TL;DR
- Yes, you can. The Late Payment of Commercial Debts (Interest) Act 1998 gives every UK business an automatic right to charge interest on overdue B2B invoices.
- The rate is 8% + Bank of England base rate — currently 12.5% per annum (as of April 2026, base rate 4.5%).
- You can also claim fixed compensation on top: £40, £70, or £100 depending on the debt size.
- You don't need it in a contract — the right is statutory, meaning it applies automatically unless you've agreed otherwise in writing.
Can I Charge Interest on an Overdue Invoice in the UK?
Yes — and most UK businesses don't use this right nearly enough. Under the Late Payment of Commercial Debts (Interest) Act 1998, you are legally entitled to charge interest on any overdue B2B invoice at 8% above the Bank of England base rate. You don't need a solicitor, a contract clause, or permission. The right is automatic. What you need is to know how to calculate it, how to add it to a chaser invoice, and how to enforce it if the client pushes back.
This guide covers all of it — with real numbers, a worked example, and the exact language to use when chasing payment.
What Law Gives You the Right to Charge Interest?
The Late Payment of Commercial Debts (Interest) Act 1998 (amended in 2002 to bring in EU Directive 2000/35/EC) is the foundation. It applies to any contract for the supply of goods or services between two businesses — or between a business and a public authority. It does not apply to consumer debt (B2C invoices).
Key provisions:
- Interest accrues automatically from the day after the invoice due date.
- The statutory interest rate is 8% per annum above the Bank of England base rate that was in force on the date the debt became due.
- In addition to interest, you can claim fixed debt recovery compensation.
- A contract can replace the statutory right — but only with a "substantial remedy" that is not grossly unfair to the supplier.

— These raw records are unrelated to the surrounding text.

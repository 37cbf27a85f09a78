use clap::{ArgAction, Parser, Subcommand};

#[derive(Debug, Parser, Clone)]
#[clap(author, version, about, long_about = None)]
pub struct CLI {
    #[command(subcommand)]
    pub(crate) command: LibswitchCommand,
    /// More log output on stderr (-v: info, -vv: debug). `LIBSWITCH_LOG` overrides
    #[clap(short, long, global = true, action = ArgAction::Count)]
    pub(crate) verbose: u8,
    /// Package-manager program used to install libraries (default: npm)
    #[clap(long, global = true)]
    pub(crate) installer: Option<String>,
    /// Alias configuration file, relative to the project root (default: tsconfig.json)
    #[clap(long, global = true)]
    pub(crate) alias_file: Option<String>,
}

#[derive(Debug, Subcommand, Clone, PartialEq)]
pub enum LibswitchCommand {
    /// Show whether libraries are local or remote. Defaults to all registered libraries
    Status {
        names: Vec<String>,
    },
    /// List the libraries declared in the `libswitch` section of `package.json`
    List,
    /// Switch libraries to their local checkout
    Local {
        #[clap(required = true)]
        names: Vec<String>,
    },
    /// Switch libraries to their published version
    Remote {
        #[clap(required = true)]
        names: Vec<String>,
    },
    /// Reinstall libraries in their current mode. Defaults to all registered libraries
    Update {
        names: Vec<String>,
    },
    /// Rewrite the tsconfig path aliases from `package.json` without installing anything
    Sync,
    /// Print the path of the alias configuration file in use
    Tsconfig,
}
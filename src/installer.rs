use std::path::{Path, PathBuf};
use async_trait::async_trait;
use tokio::process::Command;
use tracing::{debug, info};
use crate::error::{Result, SwitchError};
use crate::global::config::Settings;

/// Installs a single dependency specifier.
///
/// Implementations are expected to update the project manifest as a side
/// effect, the way `npm install <spec>` does. The engine reloads the manifest
/// after every successful call.
#[async_trait]
pub trait Installer: Send + Sync {
    /// Installs `target` and waits for completion.
    ///
    /// # Errors
    /// [`SwitchError::InstallFailed`] carrying the installer's own error output.
    async fn install(&self, target: &str) -> Result<()>;
}

/// Runs an external package-manager command, `npm install <target>` by default.
#[derive(Debug, Clone)]
pub struct CommandInstaller {
    program: String,
    args: Vec<String>,
    workdir: PathBuf,
}

impl CommandInstaller {
    /// Creates an installer running `program args... <target>` inside `workdir`.
    pub fn new<P: AsRef<Path>>(program: &str, args: &[String], workdir: P) -> CommandInstaller {
        CommandInstaller {
            program: program.to_string(),
            args: args.to_vec(),
            workdir: workdir.as_ref().to_path_buf(),
        }
    }

    pub fn from_settings<P: AsRef<Path>>(settings: &Settings, workdir: P) -> CommandInstaller {
        CommandInstaller::new(&settings.installer, &settings.install_args, workdir)
    }

    /// The command line that would install `target`, for display.
    pub fn command_line(&self, target: &str) -> String {
        let mut parts = vec![self.program.as_str()];
        parts.extend(self.args.iter().map(String::as_str));
        parts.push(target);
        parts.join(" ")
    }
}

#[async_trait]
impl Installer for CommandInstaller {
    async fn install(&self, target: &str) -> Result<()> {
        info!(command = %self.command_line(target), "running installer");
        let output = Command::new(&self.program)
            .args(&self.args)
            .arg(target)
            .current_dir(&self.workdir)
            .output()
            .await
            .map_err(|e| SwitchError::InstallFailed {
                target: target.to_string(),
                cause: format!("could not run `{}`: {}", self.program, e),
            })?;

        let stdout = String::from_utf8_lossy(&output.stdout);
        let stderr = String::from_utf8_lossy(&output.stderr);
        for line in stdout.lines().filter(|l| !l.trim().is_empty()) {
            debug!(target: "libswitch::installer", "{line}");
        }

        if !output.status.success() {
            let cause = match stderr.trim() {
                "" => format!("`{}` exited with {}", self.program, output.status),
                message => message.to_string(),
            };
            return Err(SwitchError::InstallFailed {
                target: target.to_string(),
                cause,
            });
        }
        for line in stderr.lines().filter(|l| !l.trim().is_empty()) {
            debug!(target: "libswitch::installer", "{line}");
        }
        Ok(())
    }
}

If a client tries to write out your right to interest entirely, that clause is unenforceable.
The Small Business Commissioner also provides guidance and a free interest calculator for UK suppliers: smallbusinesscommissioner.gov.uk.
What Is the Current Late Payment Interest Rate in the UK?
The statutory rate is 8% above the Bank of England base rate. The base rate used is the one in force on the date the debt became overdue — it doesn't change if the base rate moves while the invoice remains unpaid.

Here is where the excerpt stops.